[Opening Material supplied section]
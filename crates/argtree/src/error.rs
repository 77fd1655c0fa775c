//! Error taxonomy for tree construction, flag values and parse-time usage
//! mistakes.

use std::fmt;

use thiserror::Error;

/// Raised while a command tree is being assembled, before any parse runs.
#[derive(Debug, Clone, PartialEq, Eq, Error)]
pub enum BuildError {
    #[error("invalid flag name {0:?}: must be non-empty and must not contain '='")]
    InvalidFlagName(String),

    #[error("invalid shorthand {short:?} for flag --{flag}")]
    InvalidShorthand { flag: String, short: char },

    #[error("flag --{flag} redefined in command {command}")]
    DuplicateFlag { command: String, flag: String },

    #[error(
        "shorthand -{short} for flag --{flag} in command {command} is already used by --{existing}"
    )]
    ShorthandInUse {
        command: String,
        flag: String,
        short: char,
        existing: String,
    },

    #[error("invalid command name {0:?}: must be non-empty and must not start with '-'")]
    InvalidCommandName(String),

    #[error("command {command} is already attached to {parent}")]
    AlreadyAttached { command: String, parent: String },

    #[error("command {parent} already has a subcommand named {name}")]
    DuplicateCommand { parent: String, name: String },

    #[error("command {command} cannot be added below its own descendant {parent}")]
    Cycle { command: String, parent: String },
}

/// Why a single piece of flag text was refused.
#[derive(Debug, Error)]
pub enum ValueError {
    #[error("{0}")]
    Invalid(String),

    #[error("{value} is not in allowed values: {allowed}")]
    NotAllowed { value: String, allowed: String },

    #[error(transparent)]
    Rejected(anyhow::Error),
}

/// What went wrong in a [`UsageError`].
#[derive(Debug, Error)]
pub enum UsageErrorKind {
    #[error("unknown flag: {0}")]
    UnknownFlag(String),

    #[error("unknown shorthand flag: '{short}' in {token}")]
    UnknownShorthand { short: char, token: String },

    #[error("flag needs an argument: {0}")]
    MissingValue(String),

    #[error("invalid argument {value:?} for {flag} flag: {source}")]
    InvalidValue {
        flag: String,
        value: String,
        source: ValueError,
    },

    #[error("unknown command {name:?} for {command:?}")]
    UnknownCommand { name: String, command: String },
}

/// The distinguished parse-time error.
///
/// Its `Display` output is ready to print: the message, an optional
/// "did you mean" line and the usage block of the command that was current
/// when the mistake was found.
#[derive(Debug)]
pub struct UsageError {
    kind: UsageErrorKind,
    suggestion: Option<String>,
    usage: String,
}

impl UsageError {
    pub(crate) fn new(kind: UsageErrorKind, usage: String) -> Self {
        Self {
            kind,
            suggestion: None,
            usage,
        }
    }

    pub(crate) fn with_suggestion(mut self, suggestion: Option<String>) -> Self {
        self.suggestion = suggestion;
        self
    }

    pub fn kind(&self) -> &UsageErrorKind {
        &self.kind
    }

    /// Closest known name or value, when one was within the distance threshold.
    pub fn suggestion(&self) -> Option<&str> {
        self.suggestion.as_deref()
    }

    /// Rendered usage of the command the error belongs to.
    pub fn usage(&self) -> &str {
        &self.usage
    }

    /// `true` for unresolved subcommand names, `false` for every flag error.
    pub fn is_command_error(&self) -> bool {
        matches!(self.kind, UsageErrorKind::UnknownCommand { .. })
    }

    pub fn is_flag_error(&self) -> bool {
        !self.is_command_error()
    }
}

impl fmt::Display for UsageError {
    fn fmt(&self, f: &mut fmt::Formatter<'_>) -> fmt::Result {
        writeln!(f, "Error: {}", self.kind)?;
        if let Some(suggestion) = &self.suggestion {
            writeln!(f, "\nDid you mean this?\n\t{suggestion}")?;
        }
        write!(f, "\n{}", self.usage)
    }
}

impl std::error::Error for UsageError {
    fn source(&self) -> Option<&(dyn std::error::Error + 'static)> {
        std::error::Error::source(&self.kind)
    }
}

/// Everything a parse call can fail with.
#[derive(Debug, Error)]
pub enum Error {
    #[error(transparent)]
    Usage(#[from] UsageError),

    /// An executable failed during dispatch; the error is passed through as-is.
    #[error(transparent)]
    Run(anyhow::Error),
}

impl Error {
    pub fn as_usage(&self) -> Option<&UsageError> {
        match self {
            Self::Usage(err) => Some(err),
            Self::Run(_) => None,
        }
    }
}
impl<K: ValueKind> Flag for ScalarFlag<K> {
    fn name(&self) -> &str {
        &self.name
    }

    fn shorthand(&self) -> Option<char> {
        self.short
    }

    fn usage_text(&self) -> &str {
        &self.usage
    }

    fn kind(&self) -> FlagKind {
        K::KIND
    }

    fn is_array(&self) -> bool {
        false
    }

    fn parse<'a>(&'a self, text: &'a str) -> BoxFuture<'a, Result<(), ValueError>> {
        async move {
            let value = K::convert(text)?;
            self.rules.verify(&value).await?;
            *self.current.lock() = Some(value);
            Ok(())
        }
        .boxed()
    }

    fn reset(&self) {
        *self.current.lock() = None;
    }

    fn is_set(&self) -> bool {
        self.current.lock().is_some()
    }

    fn default_as_string(&self) -> Option<String> {
        self.default.as_ref().map(K::describe)
    }

    fn allowed_values_as_string(&self) -> Option<String> {
        self.rules.allowed_as_string()
    }

    fn value_as_string(&self) -> Option<String> {
        self.value().as_ref().map(K::render)
    }

    fn guess_closest(&self, input: &str, max_distance: usize) -> Option<String> {
        self.rules.guess(input, max_distance)
    }
}

/// A flag collecting every occurrence in order.
pub struct ArrayFlag<K: ValueKind> {
    name: String,
    short: Option<char>,
    usage: String,
    default: Option<Vec<K::Value>>,
    rules: Rules<K>,
    current: Mutex<Option<Vec<K::Value>>>,
}

pub type StringArrayFlag = ArrayFlag<Text>;
pub type NumberArrayFlag = ArrayFlag<Number>;
pub type IntArrayFlag = ArrayFlag<Int>;
pub type UintArrayFlag = ArrayFlag<Uint>;
pub type BigIntArrayFlag = ArrayFlag<BigInt>;
pub type BoolArrayFlag = ArrayFlag<Bool>;

impl<K: ValueKind> ArrayFlag<K> {
    pub fn new(name: impl Into<String>) -> Self {
        Self {
            name: name.into(),
            short: None,
            usage: String::new(),
            default: None,
            rules: Rules::default(),
            current: Mutex::new(None),
        }
    }

    pub fn short(mut self, short: char) -> Self {
        self.short = Some(short);
        self
    }

    pub fn usage(mut self, usage: &str) -> Self {
        self.usage = normalize_usage(usage);
        self
    }

    pub fn default(mut self, values: impl IntoIterator<Item = K::Value>) -> Self {
        self.default = Some(values.into_iter().collect());
        self
    }

    /// Restrict every element to `values`, compared by equality.
    pub fn allowed(mut self, values: impl IntoIterator<Item = K::Value>) -> Self {
        self.rules.allowed = Some(values.into_iter().collect());
        self
    }

    pub fn validator<F, Fut>(mut self, f: F) -> Self
    where
        F: Fn(K::Value) -> Fut + Send + Sync + 'static,
        Fut: Future<Output = anyhow::Result<()>> + Send + 'static,
    {
        self.rules.set_validator(f);
        self
    }

    /// Values collected in the current execution, else the default.
    pub fn values(&self) -> Option<Vec<K::Value>> {
        self.current.lock().clone().or_else(|| self.default.clone())
    }

    pub fn default_values(&self) -> Option<&[K::Value]> {
        self.default.as_deref()
    }

    pub async fn verify(&self, candidate: &K::Value) -> Result<(), ValueError> {
        self.rules.verify(candidate).await
    }
}

impl<K: ValueKind> fmt::Debug for ArrayFlag<K> {
    fn fmt(&self, f: &mut fmt::Formatter<'_>) -> fmt::Result {
        f.debug_struct("ArrayFlag")
            .field("kind", &K::KIND)
            .field("name", &self.name)
            .field("short", &self.short)
            .field("default", &self.default)
            .field("current", &*self.current.lock())
            .finish_non_exhaustive()
    }
}

impl<K: ValueKind> Flag for ArrayFlag<K> {
    fn name(&self) -> &str {
        &self.name
    }

    fn shorthand(&self) -> Option<char> {
        self.short
    }

    fn usage_text(&self) -> &str {
        &self.usage
    }

    fn kind(&self) -> FlagKind {
        K::KIND
    }

    fn is_array(&self) -> bool {
        true
    }

    fn parse<'a>(&'a self, text: &'a str) -> BoxFuture<'a, Result<(), ValueError>> {
        async move {
            let value = K::convert(text)?;
            self.rules.verify(&value).await?;
            self.current.lock().get_or_insert_with(Vec::new).push(value);
            Ok(())
        }
        .boxed()
    }

    fn reset(&self) {
        *self.current.lock() = None;
    }

    fn is_set(&self) -> bool {
        self.current.lock().is_some()
    }

    fn default_as_string(&self) -> Option<String> {
        self.default
            .as_deref()
            .map(|values| format!("[{}]", describe_list::<K>(values)))
    }

    fn allowed_values_as_string(&self) -> Option<String> {
        self.rules.allowed_as_string()
    }

    fn value_as_string(&self) -> Option<String> {
        self.values().map(|values| {
            let items: Vec<String> = values.iter().map(K::render).collect();
            format!("[{}]", items.join(", "))
        })
    }

    fn guess_closest(&self, input: &str, max_distance: usize) -> Option<String> {
        self.rules.guess(input, max_distance)
    }
}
[Closing Material supplied section]
Copy, please, every line from the start of the entries down to the line that holds "must not contain", with both of those lines included and no others.

filename crates/argtree/src/error.rs
repository 77fd1655c0fa775c
//! Error taxonomy for tree construction, flag values and parse-time usage
//! mistakes.

use std::fmt;

use thiserror::Error;

/// Raised while a command tree is being assembled, before any parse runs.
#[derive(Debug, Clone, PartialEq, Eq, Error)]
pub enum BuildError {
    #[error("invalid flag name {0:?}: must be non-empty and must not contain '='")]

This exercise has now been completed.